This though is not to claim that either Russia or China, the two major powers currently challenging US hegemony, constitute a force for absolute good in comparison to Washington. Such a rendering would be facile and reductionist and so with this in mind I explore in some detail the internal problems both countries have encountered, are grappling with and remain challenged by. Yet despite those problems — despite issues surrounding human rights, corruption, the rule of law and political liberties concerning Moscow and Beijing — as counterweights and growing checks on the aforementioned hegemony of Washington, it is my contention that both are playing a vital role in global terms with the concept of a balance of power in mind.

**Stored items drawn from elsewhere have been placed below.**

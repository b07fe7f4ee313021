//! Route template matching.
//!
//! A template is a `/`-separated path whose segments are either literal or
//! a `:name` parameter. Matching is a pure function of the template and the
//! request target: it never touches a request, and a failed match produces
//! nothing for the caller to apply.
//!
//! # Rules
//! - The query string (`?` onward) of the request target is ignored.
//! - One trailing `/` is ignored on both sides; `/` alone is kept.
//! - Literal segments compare byte-for-byte; there is no case folding
//!   and no percent-decoding.
//! - Both sides must have the same number of segments.
//! - Empty segments (`//`) are compared literally; a parameter aligned with
//!   an empty segment binds the empty string.

/// Longest parameter name kept, in bytes.
pub const MAX_PARAM_NAME: usize = 63;
/// Longest parameter value kept, in bytes.
pub const MAX_PARAM_VALUE: usize = 255;

/// Values bound by `:name` segments, in template order.
#[derive(Debug, Clone, Default, PartialEq, Eq)]
pub struct PathParams(Vec<(String, String)>);

impl PathParams {
    #[inline]
    pub fn new() -> Self {
        Self::default()
    }

    pub fn get(&self, name: &str) -> Option<&str> {
        self.0
            .iter()
            .find(|(k, _)| k == name)
            .map(|(_, v)| v.as_str())
    }

    pub fn iter(&self) -> impl Iterator<Item = (&str, &str)> {
        self.0.iter().map(|(k, v)| (k.as_str(), v.as_str()))
    }

    #[inline]
    pub fn len(&self) -> usize {
        self.0.len()
    }

    #[inline]
    pub fn is_empty(&self) -> bool {
        self.0.is_empty()
    }

    fn push(&mut self, name: &str, value: &str) {
        self.0.push((
            truncate(name, MAX_PARAM_NAME).to_owned(),
            truncate(value, MAX_PARAM_VALUE).to_owned(),
        ));
    }
}

/// Matches `path` (a request target, query allowed) against `template`.
///
/// ```
/// use ristretto::match_path;
///
/// let params = match_path("/users/:id", "/users/42?full=1").unwrap();
/// assert_eq!(params.get("id"), Some("42"));
///
/// assert!(match_path("/users/:id", "/users").is_none());
/// assert!(match_path("/about", "/about/").is_some());
/// ```
pub fn match_path(template: &str, path: &str) -> Option<PathParams> {
    let path = match path.find('?') {
        Some(pos) => &path[..pos],
        None => path,
    };

    let template = trim_trailing_slash(template);
    let path = trim_trailing_slash(path);

    if template == path {
        return Some(PathParams::new());
    }

    let mut params = PathParams::new();
    let mut template_segments = template.split('/');
    let mut path_segments = path.split('/');

    loop {
        match (template_segments.next(), path_segments.next()) {
            (None, None) => return Some(params),
            (Some(expected), Some(actual)) => match expected.strip_prefix(':') {
                Some(name) => params.push(name, actual),
                None if expected == actual => {}
                None => return None,
            },
            _ => return None,
        }
    }
}

#[inline]
fn trim_trailing_slash(path: &str) -> &str {
    match path.len() > 1 {
        true => path.strip_suffix('/').unwrap_or(path),
        false => path,
    }
}

// Cuts at the last char boundary not past `max`.
#[inline]
fn truncate(value: &str, max: usize) -> &str {
    if value.len() <= max {
        return value;
    }

    let mut end = max;
    while !value.is_char_boundary(end) {
        end -= 1;
    }

    &value[..end]
}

Significantly, the embrace of the concept of a balance of power within the developed world and post Roman world, embraced with the objective of forestalling war and conflict, has only come after the devastation wrought by war and conflict. In what passes for a rebuke to those who throughout history have sought to invoke the verities of Western civilisation, the 1648 Treaty of Westphalia followed a Thirty Years War that had devasted Europe; the Treaty of Paris (November 1815) came at the conclusion of 23 years of French Revolutionary and Napoleonic wars; and the UN Charter of 1945 was a product of the unparalleled devastation wrought by World War II.

The seeds of the latter were contained within the Treaty of Versailles at the end of World War I; said treaty being the very acme of a Carthaginian peace, one which led directly to the Treaty of Sevres (1920) facilitating the dismemberment of the Ottoman Empire, and which left Germany not only economically bereft but also humiliated and seething with resentment over punitive terms that were manna from heaven for a far right Austrian crank with a perverse Darwinian dream of racial and national destiny.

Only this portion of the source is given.